§ Records supplied:
use std::env;
use std::fmt;
use std::net::{IpAddr, SocketAddr};
use std::time::Duration;

use crate::workflows::screening::FailurePolicy;

const DEFAULT_STAGE_TIMEOUT_SECS: u64 = 30;
const DEFAULT_SCREENING_TIMEOUT_SECS: u64 = 300;
const DEFAULT_BATCH_SIZE: usize = 5;
const DEFAULT_POLL_INTERVAL_SECS: u64 = 10;

/// Distinguishes runtime behavior for different stages of the service.
#[derive(Debug, Clone, Copy, PartialEq, Eq)]
pub enum AppEnvironment {
    Development,
    Test,
    Production,
}

impl AppEnvironment {
    fn from_str(value: &str) -> Self {
        match value.trim().to_ascii_lowercase().as_str() {
            "prod" | "production" => Self::Production,
            "test" | "ci" => Self::Test,
            _ => Self::Development,
        }
    }
}

/// Top-level configuration for the application.
#[derive(Debug, Clone)]
pub struct AppConfig {
    pub environment: AppEnvironment,
    pub server: ServerConfig,
    pub telemetry: TelemetryConfig,
    pub screening: ScreeningConfig,
}

impl AppConfig {
    pub fn load() -> Result<Self, ConfigError> {
        dotenvy::dotenv().ok();

        let environment = AppEnvironment::from_str(
            &env::var("APP_ENV").unwrap_or_else(|_| "development".to_string()),
        );

        let host = env::var("APP_HOST").unwrap_or_else(|_| "127.0.0.1".to_string());
        let port = env::var("APP_PORT")
            .unwrap_or_else(|_| "3000".to_string())
            .parse::<u16>()
            .map_err(|_| ConfigError::InvalidPort)?;

        let log_level = env::var("APP_LOG_LEVEL").unwrap_or_else(|_| "info".to_string());
        let ansi = env::var("APP_LOG_ANSI")
            .map(|value| matches!(value.trim(), "1" | "true" | "yes"))
            .unwrap_or(false);

        Ok(Self {
            environment,
            server: ServerConfig { host, port },
            telemetry: TelemetryConfig { log_level, ansi },
            screening: ScreeningConfig::from_env()?,
        })
    }
}

/// Settings controlling the HTTP server binding.
#[derive(Debug, Clone)]
pub struct ServerConfig {
    pub host: String,
    pub port: u16,
}

impl ServerConfig {
    pub fn socket_addr(&self) -> Result<SocketAddr, ConfigError> {
        if self.host.eq_ignore_ascii_case("localhost") {
            return Ok(SocketAddr::new(IpAddr::from([127, 0, 0, 1]), self.port));
        }

        let ip: IpAddr = self
            .host
            .parse()
            .map_err(|source| ConfigError::InvalidHost { source })?;

        Ok(SocketAddr::new(ip, self.port))
    }
}

/// Tracing controls.
#[derive(Debug, Clone)]
pub struct TelemetryConfig {
    pub log_level: String,
    pub ansi: bool,
}

/// Timeouts, failure handling, and background batching for screenings.
#[derive(Debug, Clone, PartialEq, Eq)]
pub struct ScreeningConfig {
    pub stage_timeout: Duration,
    /// `None` disables the whole-screening deadline.
    pub screening_timeout: Option<Duration>,
    pub failure_policy: FailurePolicy,
    pub batch_size: usize,
    pub poll_interval: Duration,
}

impl Default for ScreeningConfig {
    fn default() -> Self {
        Self {
            stage_timeout: Duration::from_secs(DEFAULT_STAGE_TIMEOUT_SECS),
            screening_timeout: Some(Duration::from_secs(DEFAULT_SCREENING_TIMEOUT_SECS)),
            failure_policy: FailurePolicy::default(),
            batch_size: DEFAULT_BATCH_SIZE,
            poll_interval: Duration::from_secs(DEFAULT_POLL_INTERVAL_SECS),
        }
    }
}

impl ScreeningConfig {
    fn from_env() -> Result<Self, ConfigError> {
        let stage_timeout = read_secs("SCREENING_STAGE_TIMEOUT_SECS", DEFAULT_STAGE_TIMEOUT_SECS)?;
        if stage_timeout == 0 {
            return Err(ConfigError::InvalidNumber {
                variable: "SCREENING_STAGE_TIMEOUT_SECS",
            });
        }

        let screening_timeout =
            match read_secs("SCREENING_TIMEOUT_SECS", DEFAULT_SCREENING_TIMEOUT_SECS)? {
                0 => None,
                secs => Some(Duration::from_secs(secs)),
            };

        let failure_policy = match env::var("SCREENING_FAILURE_POLICY") {
            Ok(value) => FailurePolicy::parse(&value)
                .ok_or(ConfigError::InvalidFailurePolicy(value))?,
            Err(_) => FailurePolicy::default(),
        };

        let batch_size = read_secs("SCREENING_BATCH_SIZE", DEFAULT_BATCH_SIZE as u64)? as usize;
        if batch_size == 0 {
            return Err(ConfigError::InvalidNumber {
                variable: "SCREENING_BATCH_SIZE",
            });
        }

        let poll_interval =
            read_secs("SCREENING_POLL_INTERVAL_SECS", DEFAULT_POLL_INTERVAL_SECS)?.max(1);

        Ok(Self {
            stage_timeout: Duration::from_secs(stage_timeout),
            screening_timeout,
            failure_policy,
            batch_size,
            poll_interval: Duration::from_secs(poll_interval),
        })
    }
}

fn read_secs(variable: &'static str, default: u64) -> Result<u64, ConfigError> {
    match env::var(variable) {
        Ok(value) => value
            .trim()
            .parse::<u64>()
            .map_err(|_| ConfigError::InvalidNumber { variable }),
        Err(_) => Ok(default),
    }
}

#[derive(Debug)]
pub enum ConfigError {
    InvalidPort,
    InvalidHost { source: std::net::AddrParseError },
    InvalidNumber { variable: &'static str },
    InvalidFailurePolicy(String),
}

impl fmt::Display for ConfigError {
    fn fmt(&self, f: &mut fmt::Formatter<'_>) -> fmt::Result {
        match self {
            ConfigError::InvalidPort => write!(f, "APP_PORT must be a valid u16"),
            ConfigError::InvalidHost { .. } => {
                write!(f, "APP_HOST must parse to an IPv4 or IPv6 address")
            }
            ConfigError::InvalidNumber { variable } => {
                write!(f, "{variable} must be a positive whole number")
            }
            ConfigError::InvalidFailurePolicy(value) => write!(
                f,
                "SCREENING_FAILURE_POLICY must be `best_effort` or `fail_fast`, got '{value}'"
            ),
        }
    }
}

impl std::error::Error for ConfigError {
    fn source(&self) -> Option<&(dyn std::error::Error + 'static)> {
        match self {
            ConfigError::InvalidHost { source } => Some(source),
            ConfigError::InvalidPort
            | ConfigError::InvalidNumber { .. }
            | ConfigError::InvalidFailurePolicy(_) => None,
        }
    }
}

/// Serializes tests that read or write process environment variables.
#[cfg(test)]
pub(crate) fn env_guard() -> &'static std::sync::Mutex<()> {
    static GUARD: std::sync::OnceLock<std::sync::Mutex<()>> = std::sync::OnceLock::new();
    GUARD.get_or_init(|| std::sync::Mutex::new(()))
}

#[cfg(test)]
mod tests {
    use super::*;
    use std::env;

    fn reset_env() {
        for variable in [
            "APP_ENV",
            "APP_HOST",
            "APP_PORT",
            "APP_LOG_LEVEL",
            "APP_LOG_ANSI",
            "SCREENING_STAGE_TIMEOUT_SECS",
            "SCREENING_TIMEOUT_SECS",
            "SCREENING_FAILURE_POLICY",
            "SCREENING_BATCH_SIZE",
            "SCREENING_POLL_INTERVAL_SECS",
        ] {
            env::remove_var(variable);
        }
    }

    #[test]
    fn load_uses_defaults_when_env_missing() {
        let _lock = env_guard().lock().expect("env mutex poisoned");
        reset_env();
        let config = AppConfig::load().expect("config loads with defaults");
        assert_eq!(config.environment, AppEnvironment::Development);
        assert_eq!(config.server.host, "127.0.0.1");
        assert_eq!(config.server.port, 3000);
        assert_eq!(config.telemetry.log_level, "info");
        assert!(!config.telemetry.ansi);
        assert_eq!(config.screening, ScreeningConfig::default());
    }

    #[test]
    fn accepts_localhost_host() {
        let _lock = env_guard().lock().expect("env mutex poisoned");
        reset_env();
        env::set_var("APP_HOST", "localhost");
        let config = AppConfig::load().expect("config loads");
        let addr = config.server.socket_addr().expect("localhost resolves");
        assert_eq!(addr, SocketAddr::new(IpAddr::from([127, 0, 0, 1]), 3000));
    }

    #[test]
    fn screening_overrides_are_applied() {
        let _lock = env_guard().lock().expect("env mutex poisoned");
        reset_env();
        env::set_var("SCREENING_STAGE_TIMEOUT_SECS", "5");
        env::set_var("SCREENING_TIMEOUT_SECS", "0");
        env::set_var("SCREENING_FAILURE_POLICY", "fail-fast");
        env::set_var("SCREENING_BATCH_SIZE", "12");
        let config = AppConfig::load().expect("config loads");
        reset_env();

        assert_eq!(config.screening.stage_timeout, Duration::from_secs(5));
        assert_eq!(config.screening.screening_timeout, None);
        assert_eq!(config.screening.failure_policy, FailurePolicy::FailFast);
        assert_eq!(config.screening.batch_size, 12);
    }

    #[test]
    fn rejects_unknown_failure_policy() {
        let _lock = env_guard().lock().expect("env mutex poisoned");
        reset_env();
        env::set_var("SCREENING_FAILURE_POLICY", "retry_forever");
        let err = AppConfig::load().expect_err("policy rejected");
        reset_env();
        assert!(matches!(err, ConfigError::InvalidFailurePolicy(ref value) if value == "retry_forever"));
    }

    #[test]
    fn rejects_zero_stage_timeout() {
        let _lock = env_guard().lock().expect("env mutex poisoned");
        reset_env();
        env::set_var("SCREENING_STAGE_TIMEOUT_SECS", "0");
        let err = AppConfig::load().expect_err("zero timeout rejected");
        reset_env();
        assert!(matches!(
            err,
            ConfigError::InvalidNumber {
                variable: "SCREENING_STAGE_TIMEOUT_SECS"
            }
        ));
    }
}
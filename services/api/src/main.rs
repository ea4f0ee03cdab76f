use tenant_screening_api::run;

#[tokio::main]
async fn main() {
    if let Err(err) = run().await {
        eprintln!("application error: {err}");
        std::process::exit(1);
    }
}
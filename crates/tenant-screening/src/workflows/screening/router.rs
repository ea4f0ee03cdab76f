use std::sync::Arc;

use axum::{
    extract::{Path, Query, State},
    http::StatusCode,
    response::{IntoResponse, Response},
    routing::{get, post},
    Router,
};
use serde::Deserialize;
use serde_json::json;
use tracing::warn;

use super::domain::{ApplicationId, ScreeningSubmission};
use super::repository::{RepositoryError, ScreeningRepository};
use super::service::{ScreeningService, ScreeningServiceError};

#[derive(Debug, Default, Deserialize)]
pub(crate) struct SubmitParams {
    #[serde(default)]
    wait: bool,
}

/// Router builder exposing HTTP endpoints for intake, status, and reports.
pub fn screening_router<R>(service: Arc<ScreeningService<R>>) -> Router
where
    R: ScreeningRepository + 'static,
{
    Router::new()
        .route("/api/v1/screenings", post(submit_handler::<R>))
        .route(
            "/api/v1/screenings/:application_id",
            get(status_handler::<R>),
        )
        .route(
            "/api/v1/screenings/:application_id/report",
            get(report_handler::<R>),
        )
        .with_state(service)
}

pub(crate) async fn submit_handler<R>(
    State(service): State<Arc<ScreeningService<R>>>,
    Query(params): Query<SubmitParams>,
    axum::Json(submission): axum::Json<ScreeningSubmission>,
) -> Response
where
    R: ScreeningRepository + 'static,
{
    let record = match service.submit(submission) {
        Ok(record) => record,
        Err(error) => return error_response(error),
    };
    let application_id = record.application_id.clone();

    if params.wait {
        return match service.screen(&application_id).await {
            Ok(screened) => match screened.report {
                Some(report) => (StatusCode::OK, axum::Json(report)).into_response(),
                None => (StatusCode::OK, axum::Json(screened.status_view())).into_response(),
            },
            Err(error) => error_response(error),
        };
    }

    let background = Arc::clone(&service);
    tokio::spawn(async move {
        if let Err(error) = background.screen(&application_id).await {
            warn!(application_id = %application_id, %error, "background screening failed");
        }
    });

    (StatusCode::ACCEPTED, axum::Json(record.status_view())).into_response()
}

pub(crate) async fn status_handler<R>(
    State(service): State<Arc<ScreeningService<R>>>,
    Path(application_id): Path<String>,
) -> Response
where
    R: ScreeningRepository + 'static,
{
    let id = ApplicationId(application_id);
    match service.get(&id) {
        Ok(record) => (StatusCode::OK, axum::Json(record.status_view())).into_response(),
        Err(error) => error_response(error),
    }
}

pub(crate) async fn report_handler<R>(
    State(service): State<Arc<ScreeningService<R>>>,
    Path(application_id): Path<String>,
) -> Response
where
    R: ScreeningRepository + 'static,
{
    let id = ApplicationId(application_id);
    match service.get(&id) {
        Ok(record) => match record.report {
            Some(report) => (StatusCode::OK, axum::Json(report)).into_response(),
            None => {
                let payload = json!({
                    "error": "screening report not available yet",
                    "application_id": id.0,
                    "status": record.status.label(),
                });
                (StatusCode::CONFLICT, axum::Json(payload)).into_response()
            }
        },
        Err(error) => error_response(error),
    }
}

fn error_response(error: ScreeningServiceError) -> Response {
    let status = match &error {
        ScreeningServiceError::Validation(_) => StatusCode::UNPROCESSABLE_ENTITY,
        ScreeningServiceError::Repository(RepositoryError::NotFound) => StatusCode::NOT_FOUND,
        ScreeningServiceError::Repository(RepositoryError::Conflict)
        | ScreeningServiceError::Repository(RepositoryError::NotClaimable(_))
        | ScreeningServiceError::NotScreenable { .. } => StatusCode::CONFLICT,
        ScreeningServiceError::Repository(RepositoryError::Unavailable(_))
        | ScreeningServiceError::Orchestrator(_) => StatusCode::INTERNAL_SERVER_ERROR,
    };

    let payload = json!({
        "error": error.to_string(),
    });
    (status, axum::Json(payload)).into_response()
}
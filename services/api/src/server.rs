use crate::cli::ServeArgs;
use crate::infra::{AppState, InMemoryScreeningRepository};
use crate::routes::with_screening_routes;
use axum::Extension;
use axum_prometheus::PrometheusMetricLayer;
use std::sync::atomic::Ordering;
use std::sync::Arc;
use tenant_screening::config::AppConfig;
use tenant_screening::error::AppError;
use tenant_screening::telemetry;
use tenant_screening::workflows::screening::{
    standard_orchestrator, OrchestratorConfig, ProcessorConfig, ScreeningProcessor,
    ScreeningService, SyntheticCreditBureau,
};
use tokio::sync::watch;
use tracing::{info, warn};

pub(crate) async fn run(mut args: ServeArgs) -> Result<(), AppError> {
    let mut config = AppConfig::load()?;

    if let Some(host) = args.host.take() {
        config.server.host = host;
    }
    if let Some(port) = args.port.take() {
        config.server.port = port;
    }

    telemetry::init(&config.telemetry)?;

    let orchestrator = Arc::new(standard_orchestrator(
        Arc::new(SyntheticCreditBureau::default()),
        OrchestratorConfig::from(&config.screening),
    )?);

    let (prometheus_layer, prometheus_handle) = PrometheusMetricLayer::pair();
    let readiness_flag = Arc::new(std::sync::atomic::AtomicBool::new(false));
    let app_state = AppState {
        readiness: readiness_flag.clone(),
        metrics: Arc::new(prometheus_handle),
        orchestrator: Arc::clone(&orchestrator),
    };

    let repository = Arc::new(InMemoryScreeningRepository::default());
    let screening_service = Arc::new(ScreeningService::new(Arc::clone(&orchestrator), repository));

    let (shutdown_tx, shutdown_rx) = watch::channel(false);
    let processor = ScreeningProcessor::new(
        Arc::clone(&screening_service),
        ProcessorConfig::from(&config.screening),
    );
    let processor_task = tokio::spawn(async move { processor.run(shutdown_rx).await });

    let app = with_screening_routes(screening_service)
        .layer(Extension(app_state))
        .layer(prometheus_layer);

    let addr = config.server.socket_addr()?;
    let listener = tokio::net::TcpListener::bind(addr).await?;
    readiness_flag.store(true, Ordering::Release);

    info!(
        ?config.environment,
        %addr,
        stages = orchestrator.plan().stage_count(),
        waves = orchestrator.plan().len(),
        policy = config.screening.failure_policy.label(),
        "tenant screening orchestrator ready"
    );

    axum::serve(listener, app)
        .with_graceful_shutdown(shutdown_signal())
        .await?;

    readiness_flag.store(false, Ordering::Release);
    let _ = shutdown_tx.send(true);
    let cancelled = orchestrator.shutdown();
    match processor_task.await {
        Ok(stats) => info!(
            processed = stats.total_processed,
            failed = stats.failed,
            cancelled,
            "screening processor stopped"
        ),
        Err(err) => warn!(error = %err, "screening processor did not stop cleanly"),
    }

    Ok(())
}

async fn shutdown_signal() {
    if let Err(err) = tokio::signal::ctrl_c().await {
        warn!(error = %err, "failed to listen for shutdown signal");
        std::future::pending::<()>().await;
    }
    info!("shutdown signal received");
}
use std::any::Any;
use std::collections::HashMap;
use std::panic::AssertUnwindSafe;
use std::sync::{Arc, Mutex, MutexGuard, PoisonError};
use std::time::Duration;

use futures::stream::FuturesUnordered;
use futures::{FutureExt, StreamExt};
use serde::{Deserialize, Serialize};
use tokio::task::{AbortHandle, JoinHandle};
use tokio::time::{timeout, Instant};
use tracing::{debug, error, info, warn};

use crate::config::ScreeningConfig;

use super::context::{ContextError, ContextStore};
use super::domain::{ScreeningId, ScreeningStatus, ScreeningSubmission};
use super::plan::{ExecutionPlan, GraphError, StageGraph};
use super::report::{FinalReport, ScreeningProgress};
use super::stage::{StageDefinition, StageFailure, StageResult, StageStatus};

const DEADLINE_ELAPSED: &str = "screening deadline elapsed before the stage started";
const HALTED_AFTER_FAILURE: &str = "skipped after an earlier wave failed under the fail-fast policy";
const CANCELLED: &str = "screening cancelled before the stage finished";
const ABANDONED: &str = "screening stopped after an internal error";

/// How a stage failure affects later waves.
#[derive(Debug, Clone, Copy, PartialEq, Eq, Default, Serialize, Deserialize)]
#[serde(rename_all = "snake_case")]
pub enum FailurePolicy {
    /// Later waves run; dependents see the failed result and degrade.
    #[default]
    BestEffort,
    /// Later waves are skipped once any stage in a wave fails.
    FailFast,
}

impl FailurePolicy {
    pub fn parse(value: &str) -> Option<Self> {
        match value.trim().to_ascii_lowercase().replace('-', "_").as_str() {
            "best_effort" => Some(Self::BestEffort),
            "fail_fast" => Some(Self::FailFast),
            _ => None,
        }
    }

    pub const fn label(self) -> &'static str {
        match self {
            FailurePolicy::BestEffort => "best_effort",
            FailurePolicy::FailFast => "fail_fast",
        }
    }
}

#[derive(Debug, Clone, PartialEq, Eq)]
pub struct OrchestratorConfig {
    pub stage_timeout: Duration,
    pub screening_timeout: Option<Duration>,
    pub failure_policy: FailurePolicy,
    /// Stage whose payload becomes the report's final decision.
    pub terminal_stage: Option<String>,
}

impl Default for OrchestratorConfig {
    fn default() -> Self {
        Self::from(&ScreeningConfig::default())
    }
}

impl From<&ScreeningConfig> for OrchestratorConfig {
    fn from(config: &ScreeningConfig) -> Self {
        Self {
            stage_timeout: config.stage_timeout,
            screening_timeout: config.screening_timeout,
            failure_policy: config.failure_policy,
            terminal_stage: None,
        }
    }
}

impl OrchestratorConfig {
    pub fn with_terminal_stage(mut self, stage: impl Into<String>) -> Self {
        self.terminal_stage = Some(stage.into());
        self
    }

    pub fn with_failure_policy(mut self, policy: FailurePolicy) -> Self {
        self.failure_policy = policy;
        self
    }
}

#[derive(Debug, thiserror::Error)]
pub enum OrchestratorError {
    #[error(transparent)]
    Graph(#[from] GraphError),
    #[error(transparent)]
    Context(#[from] ContextError),
    #[error("terminal stage `{0}` is not registered")]
    UnknownTerminalStage(String),
    #[error("screening `{0}` has not finished")]
    NotFinished(ScreeningId),
    #[error("screening task for `{screening_id}` ended abnormally: {reason}")]
    TaskAborted {
        screening_id: ScreeningId,
        reason: String,
    },
}

impl OrchestratorError {
    pub fn is_not_found(&self) -> bool {
        matches!(
            self,
            OrchestratorError::Context(ContextError::ScreeningNotFound(_))
        )
    }
}

/// A spawned screening. The join handle is taken by [`Orchestrator::wait`];
/// the abort handle stays registered until the waiter has collected the
/// outcome so [`Orchestrator::shutdown`] can still cancel it.
struct ScreeningTask {
    handle: Option<JoinHandle<Result<FinalReport, OrchestratorError>>>,
    abort: AbortHandle,
}

/// Runs screenings wave by wave over a fixed set of stages.
///
/// Stages within a wave run concurrently and a wave starts only after every
/// stage of the previous wave has recorded a result. Each stage is bounded by
/// the stage timeout and, when configured, by the screening deadline.
pub struct Orchestrator {
    graph: StageGraph,
    plan: ExecutionPlan,
    waves: Vec<Vec<StageDefinition>>,
    store: Arc<ContextStore>,
    config: OrchestratorConfig,
    active: Mutex<HashMap<ScreeningId, ScreeningTask>>,
}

§ Work required: Take the lines from the start of the records through the line holding "const DEFAULT_SCREENING_TIMEOUT_SECS: u64", both included, and please print them exactly, with nothing else.

§ Answer for this exercise:
use std::env;
use std::fmt;
use std::net::{IpAddr, SocketAddr};
use std::time::Duration;

use crate::workflows::screening::FailurePolicy;

const DEFAULT_STAGE_TIMEOUT_SECS: u64 = 30;
const DEFAULT_SCREENING_TIMEOUT_SECS: u64 = 300;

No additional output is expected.